Congress, the Court noted, has passed several laws pertaining to COVID-19, including multiple COVID relief packages. Congress clearly could have chosen to legislate a nationwide mandate. But it didn’t.

“The question before us is not how to respond to the pandemic,” Gorsuch wrote, “but who holds the power to do so.” Quoting a note by former Justice Antonin Scalia, Gorsuch raised the specter of “government by bureaucracy supplanting government by the people.” It’s worth noting the irony here of the Supreme Court, our one unelected branch of government, coming down squarely on the side of democracy and rule by the people—not rule by self-styled “experts.”

The Court’s decision drew a sharp warning from legal scholar Kimberly Wehle. She said, “Agencies make rules and regulations affecting stock markets, consumer-product safety, the use and trafficking of firearms, environmental protection, workplace discrimination, agriculture, aviation, radio and television communications, financial institutions, federal elections, natural gas and electricity, the construction and maintenance of highways, imports and exports, human and veterinary drugs, and even the licensing and inspection of nuclear-power plants.”

True. But the Court’s point isn’t that we don’t need experts, but rather that we need experts who operate within the ambit of their delegated congressional authority. Interestingly, in a minor though related case, the Supreme Court upheld vaccine mandates for health workers in federally funded facilities (pdf). Two conservative justices—John Roberts and Brett Kavanaugh—joined the three progressives in a 5–4 decision that basically said the Department of Health and Human Services does have delegated authority to regulate health centers that receive government money.

But even here, four justices dissented, with Justice Clarence Thomas noting the harshness of the rule: “It requires millions of healthcare workers to choose between losing their livelihoods and acquiescing to a vaccine they have rejected.” Thomas noted that traditionally such powers are left to the states, not the federal government. Moreover, “If Congress had wanted to grant … authority to impose a nationwide mandate, and consequently alter the state-federal balance, it would have said so clearly. It did not.”

Reading these two decisions, I’m impressed by the close reasoning and prudential wisdom of the Court as a whole.
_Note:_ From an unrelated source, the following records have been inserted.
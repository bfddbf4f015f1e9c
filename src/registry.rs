//! Game registry and dispatch facade.
//!
//! The host loop talks to one `Registry`; the registry owns at most one
//! live game at a time and forwards input, ticks and snapshot requests to
//! it. Switching to the already active game keeps the instance; switching
//! to another id drops the old game (flushing its high score) and builds
//! the new one from its registered factory.

use std::collections::BTreeMap;

use crate::snake::SnakeGame;
use crate::tetris::TetrisGame;
use crate::types::{GameId, GameInfo, UserAction};

/// A playable game behind the engine facade.
pub trait Game {
    /// Apply a user action. `hold` marks a held-down key.
    fn handle_input(&mut self, action: UserAction, hold: bool);

    /// Advance one timer tick.
    fn update(&mut self);

    /// Refresh and expose the public snapshot.
    fn info(&mut self) -> &GameInfo;
}

/// Builds a fresh game instance from an RNG seed.
pub type GameFactory = fn(u32) -> Box<dyn Game>;

pub struct Registry {
    factories: BTreeMap<GameId, GameFactory>,
    active: Option<(GameId, Box<dyn Game>)>,
}

impl Registry {
    pub fn new() -> Self {
        Self {
            factories: BTreeMap::new(),
            active: None,
        }
    }

    /// Registry with the built-in games wired up.
    pub fn with_default_games() -> Self {
        let mut reg = Self::new();
        let _ = reg.register(GameId::Tetris, |seed| Box::new(TetrisGame::new(seed)));
        let _ = reg.register(GameId::Snake, |seed| Box::new(SnakeGame::new(seed)));
        reg
    }

    /// Register a factory for `id`. A second registration for the same id
    /// is rejected and the original factory kept.
    pub fn register(&mut self, id: GameId, factory: GameFactory) -> bool {
        if self.factories.contains_key(&id) {
            log::warn!("game {:?} already registered", id);
            return false;
        }
        self.factories.insert(id, factory);
        true
    }

    /// Ids available for switching, in stable order.
    pub fn available(&self) -> impl Iterator<Item = GameId> + '_ {
        self.factories.keys().copied()
    }

    /// Make `id` the active game, creating it with `seed` unless it is
    /// already active. Returns false for an unregistered id.
    pub fn switch(&mut self, id: GameId, seed: u32) -> bool {
        if matches!(self.active, Some((active_id, _)) if active_id == id) {
            return true;
        }
        let Some(factory) = self.factories.get(&id) else {
            return false;
        };
        // Dropping the previous game persists its high score.
        self.active = Some((id, factory(seed)));
        true
    }

    pub fn active_id(&self) -> Option<GameId> {
        self.active.as_ref().map(|(id, _)| *id)
    }

    /// Forward an action to the active game; no-op when none is active.
    pub fn handle_input(&mut self, action: UserAction, hold: bool) {
        if let Some((_, game)) = &mut self.active {
            game.handle_input(action, hold);
        }
    }

    /// Tick the active game; no-op when none is active.
    pub fn update(&mut self) {
        if let Some((_, game)) = &mut self.active {
            game.update();
        }
    }

    /// Snapshot of the active game, or None.
    pub fn info(&mut self) -> Option<&GameInfo> {
        self.active.as_mut().map(|(_, game)| game.info())
    }

    /// Drop the active game, flushing its high score.
    pub fn close(&mut self) {
        self.active = None;
    }
}

impl Default for Registry {
    fn default() -> Self {
        Self::new()
    }
}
One doesn’t get from the justices, not even the progressive justices, the sense of craziness and fanaticism that seems to emanate from the Biden administration. The Court was established as a guardian of the Constitution, and through it, of our civil liberties, and also as a check on the excesses of government. In this case, it’s refreshing to see the Court do its job with such diligence and aplomb.

Views expressed in this article are the opinions of the author and do not necessarily reflect the views of The Epoch Times.